Scientists from the ANU have recently discovered the cunning strategies of a tiny native bird, which mimics the alarm calls of other birds to deceive its predators. The bird in question was the brown thornbill, which could mimic the calls of fairy wrens, honeyeaters, robins, rosellas and even currawongs.
The study suggested that distracting predators with alarm call mimicry may allow thornbill nestlings to scramble away from their main predators, currawongs. When ANU researchers played back currawong calls to brown thornbills at the National Botanical Gardens, the thornbills responded with a chorus of alarm calls.

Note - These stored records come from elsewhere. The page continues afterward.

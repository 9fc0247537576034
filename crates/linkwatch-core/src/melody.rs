use embedded_hal::delay::DelayNs;

use crate::{
    consts,
    tone::{PwmSlice, ToneGenerator, ToneSpec},
};

const CLOSING_FREQUENCIES_HZ: [u32; 6] = [1200, 1400, 1600, 1800, 2000, 2200];
const CLOSING_DURATIONS_MS: [u32; 6] = [180, 180, 180, 180, 180, 180];

pub type MelodyTable = heapless::Vec<ToneSpec, 8>;

/// Rising six-note flourish played once when the annunciator shuts down.
pub fn closing_melody() -> MelodyTable {
    let mut notes = MelodyTable::new();
    for (&frequency_hz, &duration_ms) in CLOSING_FREQUENCIES_HZ.iter().zip(CLOSING_DURATIONS_MS.iter()) {
        // capacity 8 holds all six notes
        let _ = notes.push(ToneSpec::new(frequency_hz, duration_ms));
    }
    notes
}

/// Plays each note in order with a fixed gap after it. Blocks for the sum of
/// all durations plus one gap per note.
pub fn play_melody<P, D>(tones: &mut ToneGenerator<P>, delay: &mut D, melody: &[ToneSpec])
where
    P: PwmSlice,
    D: DelayNs,
{
    for note in melody {
        tones.play(*note, consts::ALERT_VOLUME, delay);
        tones.rest(consts::MELODY_GAP_MS, delay);
    }
}

#[cfg(test)]
mod tests {
    use super::*;
    use crate::{
        testing::{Event, Journal, RecordingDelay, RecordingPwm, TEST_CLOCK_HZ},
        tone::ClockDivider,
    };

    #[test]
    fn test_closing_melody_table() {
        let melody = closing_melody();
        let frequencies: Vec<u32> = melody.iter().map(|n| n.frequency_hz).collect();

        assert_eq!(frequencies, vec![1200, 1400, 1600, 1800, 2000, 2200]);
        assert!(melody.iter().all(|n| n.duration_ms == 180));
    }

    #[test]
    fn test_play_melody_order_and_gaps() {
        let journal = Journal::default();
        let mut tones = ToneGenerator::new(RecordingPwm::new(&journal));
        let mut delay = RecordingDelay::new(&journal);
        journal.take();

        play_melody(&mut tones, &mut delay, &closing_melody());

        let events = journal.take();
        let expected: Vec<Event> = [1200, 1400, 1600, 1800, 2000, 2200]
            .into_iter()
            .flat_map(|frequency_hz| {
                [
                    Event::Divider(ClockDivider::for_frequency(TEST_CLOCK_HZ, frequency_hz)),
                    Event::Level(1024),
                    Event::Delay(180),
                    Event::Level(0),
                    Event::Delay(50),
                ]
            })
            .collect();
        assert_eq!(events, expected);
    }

    #[test]
    fn test_empty_melody_is_silent() {
        let journal = Journal::default();
        let mut tones = ToneGenerator::new(RecordingPwm::new(&journal));
        let mut delay = RecordingDelay::new(&journal);
        journal.take();

        play_melody(&mut tones, &mut delay, &[]);

        assert!(journal.take().is_empty());
    }
}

Dr Branislav Igic, who led the study, said in a press release: “It’s not superbly accurate mimicry, but it’s enough to fool the predator.”
The researchers then staged fake thornbill nests and played recordings of thornbills imitating the alarm calls of honeyeaters. “The predator firstly pauses, looks around, and then sometimes even flies away,” said Professor Robert Magrath, coauthor of the study, in a video interview in June.

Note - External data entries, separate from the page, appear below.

//! Square-wave tone timing: frequency to PWM divider mapping and blocking
//! tone playback.
//!
//! The PWM counter wraps every [`consts::RESOLUTION_STEPS`] input clocks, so
//! the output frequency is `clock_hz / (divider * RESOLUTION_STEPS)`. The
//! divider is an 8.4 fixed-point value, which bounds how closely a requested
//! frequency can be reproduced.

use embedded_hal::delay::DelayNs;

use crate::consts;

/// Platform-agnostic PWM slice driving the buzzer.
pub trait PwmSlice {
    /// Base clock feeding the divider.
    fn clock_hz(&self) -> u32;

    fn set_divider(&mut self, divider: ClockDivider);

    /// Duty level out of `RESOLUTION_STEPS`. 0 is silence.
    fn set_level(&mut self, level: u16);
}

#[derive(Debug, Clone, Copy, PartialEq, Eq, Hash)]
#[cfg_attr(feature = "defmt", derive(defmt::Format))]
pub struct ToneSpec {
    pub frequency_hz: u32,
    pub duration_ms: u32,
}

impl ToneSpec {
    pub const fn new(frequency_hz: u32, duration_ms: u32) -> Self {
        Self {
            frequency_hz,
            duration_ms,
        }
    }

    /// A zero frequency is a rest: silence for the duration.
    pub const fn is_rest(&self) -> bool {
        self.frequency_hz == 0
    }
}

/// Clock divider in 8.4 fixed point (integer part 1..=255, 4 fraction bits).
#[derive(Debug, Clone, Copy, PartialEq, Eq, PartialOrd, Ord, Hash)]
#[cfg_attr(feature = "defmt", derive(defmt::Format))]
pub struct ClockDivider {
    sixteenths: u16,
}

impl ClockDivider {
    pub const MIN: Self = Self { sixteenths: 0x010 };
    pub const MAX: Self = Self { sixteenths: 0xfff };

    /// Divider that brings `clock_hz` closest to `frequency_hz`, saturating
    /// at the ends of the representable range. A zero frequency maps to
    /// [`ClockDivider::MAX`].
    pub fn for_frequency(clock_hz: u32, frequency_hz: u32) -> Self {
        let denominator = u64::from(frequency_hz) * u64::from(consts::RESOLUTION_STEPS);
        if denominator == 0 {
            return Self::MAX;
        }

        let numerator = u64::from(clock_hz) * 16;
        let sixteenths = (numerator + denominator / 2) / denominator;
        let clamped = sixteenths.clamp(
            u64::from(Self::MIN.sixteenths),
            u64::from(Self::MAX.sixteenths),
        );

        Self {
            // clamped to 0xfff above
            sixteenths: clamped as u16,
        }
    }

    pub fn integer(&self) -> u8 {
        (self.sixteenths >> 4) as u8
    }

    pub fn fraction(&self) -> u8 {
        (self.sixteenths & 0xf) as u8
    }

    pub fn sixteenths(&self) -> u16 {
        self.sixteenths
    }

    /// Frequency actually produced with this divider.
    pub fn output_hz(&self, clock_hz: u32) -> u32 {
        let numerator = u64::from(clock_hz) * 16;
        let denominator = u64::from(self.sixteenths) * u64::from(consts::RESOLUTION_STEPS);
        (numerator / denominator) as u32
    }
}

/// Owns the buzzer PWM slice. Every playback call blocks the caller through
/// the given delay for the full duration of the sound.
pub struct ToneGenerator<P> {
    pwm: P,
}

impl<P> ToneGenerator<P>
where
    P: PwmSlice,
{
    /// Parks the slice at the idle frequency with the output silent.
    pub fn new(mut pwm: P) -> Self {
        let divider = ClockDivider::for_frequency(pwm.clock_hz(), consts::IDLE_FREQUENCY_HZ);
        pwm.set_divider(divider);
        pwm.set_level(0);
        Self { pwm }
    }

    /// Sounds `frequency_hz` at `volume` (duty out of `RESOLUTION_STEPS`)
    /// for `duration_ms`, then silences the output.
    ///
    /// Blocks for `duration_ms`.
    pub fn play_tone<D>(&mut self, frequency_hz: u32, duration_ms: u32, volume: u16, delay: &mut D)
    where
        D: DelayNs,
    {
        if frequency_hz == 0 {
            self.pwm.set_level(0);
            delay.delay_ms(duration_ms);
            return;
        }

        let clock_hz = self.pwm.clock_hz();
        let divider = ClockDivider::for_frequency(clock_hz, frequency_hz);
        log::trace!(
            "tone {}Hz for {}ms: divider {}.{}/16 -> {}Hz",
            frequency_hz,
            duration_ms,
            divider.integer(),
            divider.fraction(),
            divider.output_hz(clock_hz)
        );

        self.pwm.set_divider(divider);
        self.pwm.set_level(clamp_level(volume));
        delay.delay_ms(duration_ms);
        self.pwm.set_level(0);
    }

    pub fn play<D>(&mut self, tone: ToneSpec, volume: u16, delay: &mut D)
    where
        D: DelayNs,
    {
        self.play_tone(tone.frequency_hz, tone.duration_ms, volume, delay);
    }

    /// Half-scale beep at whatever frequency the slice is currently set to,
    /// followed by a short trailing pause.
    ///
    /// Blocks for `duration_ms + BEEP_TRAILING_PAUSE_MS`.
    pub fn beep<D>(&mut self, duration_ms: u32, delay: &mut D)
    where
        D: DelayNs,
    {
        self.pwm.set_level(consts::BEEP_VOLUME);
        delay.delay_ms(duration_ms);
        self.pwm.set_level(0);
        delay.delay_ms(consts::BEEP_TRAILING_PAUSE_MS);
    }

    /// Silent hold. The output is already off between tones.
    pub fn rest<D>(&mut self, duration_ms: u32, delay: &mut D)
    where
        D: DelayNs,
    {
        delay.delay_ms(duration_ms);
    }

    pub fn pwm(&self) -> &P {
        &self.pwm
    }

    pub fn release(self) -> P {
        self.pwm
    }
}

fn clamp_level(volume: u16) -> u16 {
    // a level equal to the wrap keeps the output permanently high
    volume.min(consts::RESOLUTION_STEPS as u16)
}

#[cfg(test)]
mod tests {
    use super::*;
    use crate::testing::{Event, Journal, RecordingDelay, RecordingPwm, TEST_CLOCK_HZ};

    #[test]
    fn test_divider_for_alert_frequency() {
        let divider = ClockDivider::for_frequency(125_000_000, 1200);
        // 125 MHz / (1200 * 4096) = 25.43
        assert_eq!(divider.integer(), 25);
        assert_eq!(divider.fraction(), 7);

        let produced = divider.output_hz(125_000_000);
        assert!(produced.abs_diff(1200) <= 12, "produced {produced}Hz");
    }

    #[test]
    fn test_divider_is_monotonic() {
        for clock_hz in [80_000_000, 125_000_000] {
            let mut previous = ClockDivider::MAX;
            for frequency_hz in (1..=20_000).step_by(7) {
                let divider = ClockDivider::for_frequency(clock_hz, frequency_hz);
                assert!(
                    divider <= previous,
                    "{frequency_hz}Hz gave {divider:?} after {previous:?}"
                );
                previous = divider;
            }
        }
    }

    #[test]
    fn test_divider_saturates() {
        assert_eq!(ClockDivider::for_frequency(125_000_000, 0), ClockDivider::MAX);
        assert_eq!(ClockDivider::for_frequency(125_000_000, 1), ClockDivider::MAX);
        assert_eq!(ClockDivider::for_frequency(125_000_000, 1_000_000), ClockDivider::MIN);
    }

    #[test]
    fn test_melody_range_is_reproduced_closely() {
        for frequency_hz in [1200, 1400, 1600, 1800, 2000, 2200] {
            let produced = ClockDivider::for_frequency(80_000_000, frequency_hz).output_hz(80_000_000);
            // one sixteenth of a ~10 divider is well under 1 %
            assert!(produced.abs_diff(frequency_hz) * 100 <= frequency_hz, "{frequency_hz}Hz -> {produced}Hz");
        }
    }

    #[test]
    fn test_new_parks_slice_silent() {
        let journal = Journal::default();
        let _tones = ToneGenerator::new(RecordingPwm::new(&journal));

        assert_eq!(
            journal.take(),
            vec![
                Event::Divider(ClockDivider::for_frequency(TEST_CLOCK_HZ, 100)),
                Event::Level(0),
            ]
        );
    }

    #[test]
    fn test_play_tone_sequence() {
        let journal = Journal::default();
        let mut tones = ToneGenerator::new(RecordingPwm::new(&journal));
        let mut delay = RecordingDelay::new(&journal);
        journal.take();

        tones.play_tone(1200, 500, 1024, &mut delay);

        assert_eq!(
            journal.take(),
            vec![
                Event::Divider(ClockDivider::for_frequency(TEST_CLOCK_HZ, 1200)),
                Event::Level(1024),
                Event::Delay(500),
                Event::Level(0),
            ]
        );
    }

    #[test]
    fn test_volume_is_clamped_to_resolution() {
        let journal = Journal::default();
        let mut tones = ToneGenerator::new(RecordingPwm::new(&journal));
        let mut delay = RecordingDelay::new(&journal);
        journal.take();

        tones.play_tone(440, 10, u16::MAX, &mut delay);

        assert!(journal.take().contains(&Event::Level(4096)));
    }

    #[test]
    fn test_rest_stays_silent() {
        let journal = Journal::default();
        let mut tones = ToneGenerator::new(RecordingPwm::new(&journal));
        let mut delay = RecordingDelay::new(&journal);
        journal.take();

        tones.play(ToneSpec::new(0, 180), 1024, &mut delay);

        assert_eq!(journal.take(), vec![Event::Level(0), Event::Delay(180)]);
    }

    #[test]
    fn test_beep_keeps_divider_and_pauses() {
        let journal = Journal::default();
        let mut tones = ToneGenerator::new(RecordingPwm::new(&journal));
        let mut delay = RecordingDelay::new(&journal);
        journal.take();

        tones.beep(200, &mut delay);

        assert_eq!(
            journal.take(),
            vec![
                Event::Level(2048),
                Event::Delay(200),
                Event::Level(0),
                Event::Delay(100),
            ]
        );
    }
}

He was fascinated by the results. “You have a tiny bird, maybe seven grams, which is deceiving a monstrous predator maybe 40 times its size.”
The little thornbill’s great powers of deception were actually unveiled by accident, recounts Professor Magrath. “When I was taking a group of undergraduate students on a totally unrelated project… I kept hearing sounds of birds that I couldn’t see. Eventually, I realised that it was the brown thornbill mimicking the calls of a variety of other species.”
Researchers from the ANU School of Biology published the study, titled “Crying wolf to a predator: deceptive vocal mimicry by a bird protecting young”, in the The Proceedings of the Royal Society in May.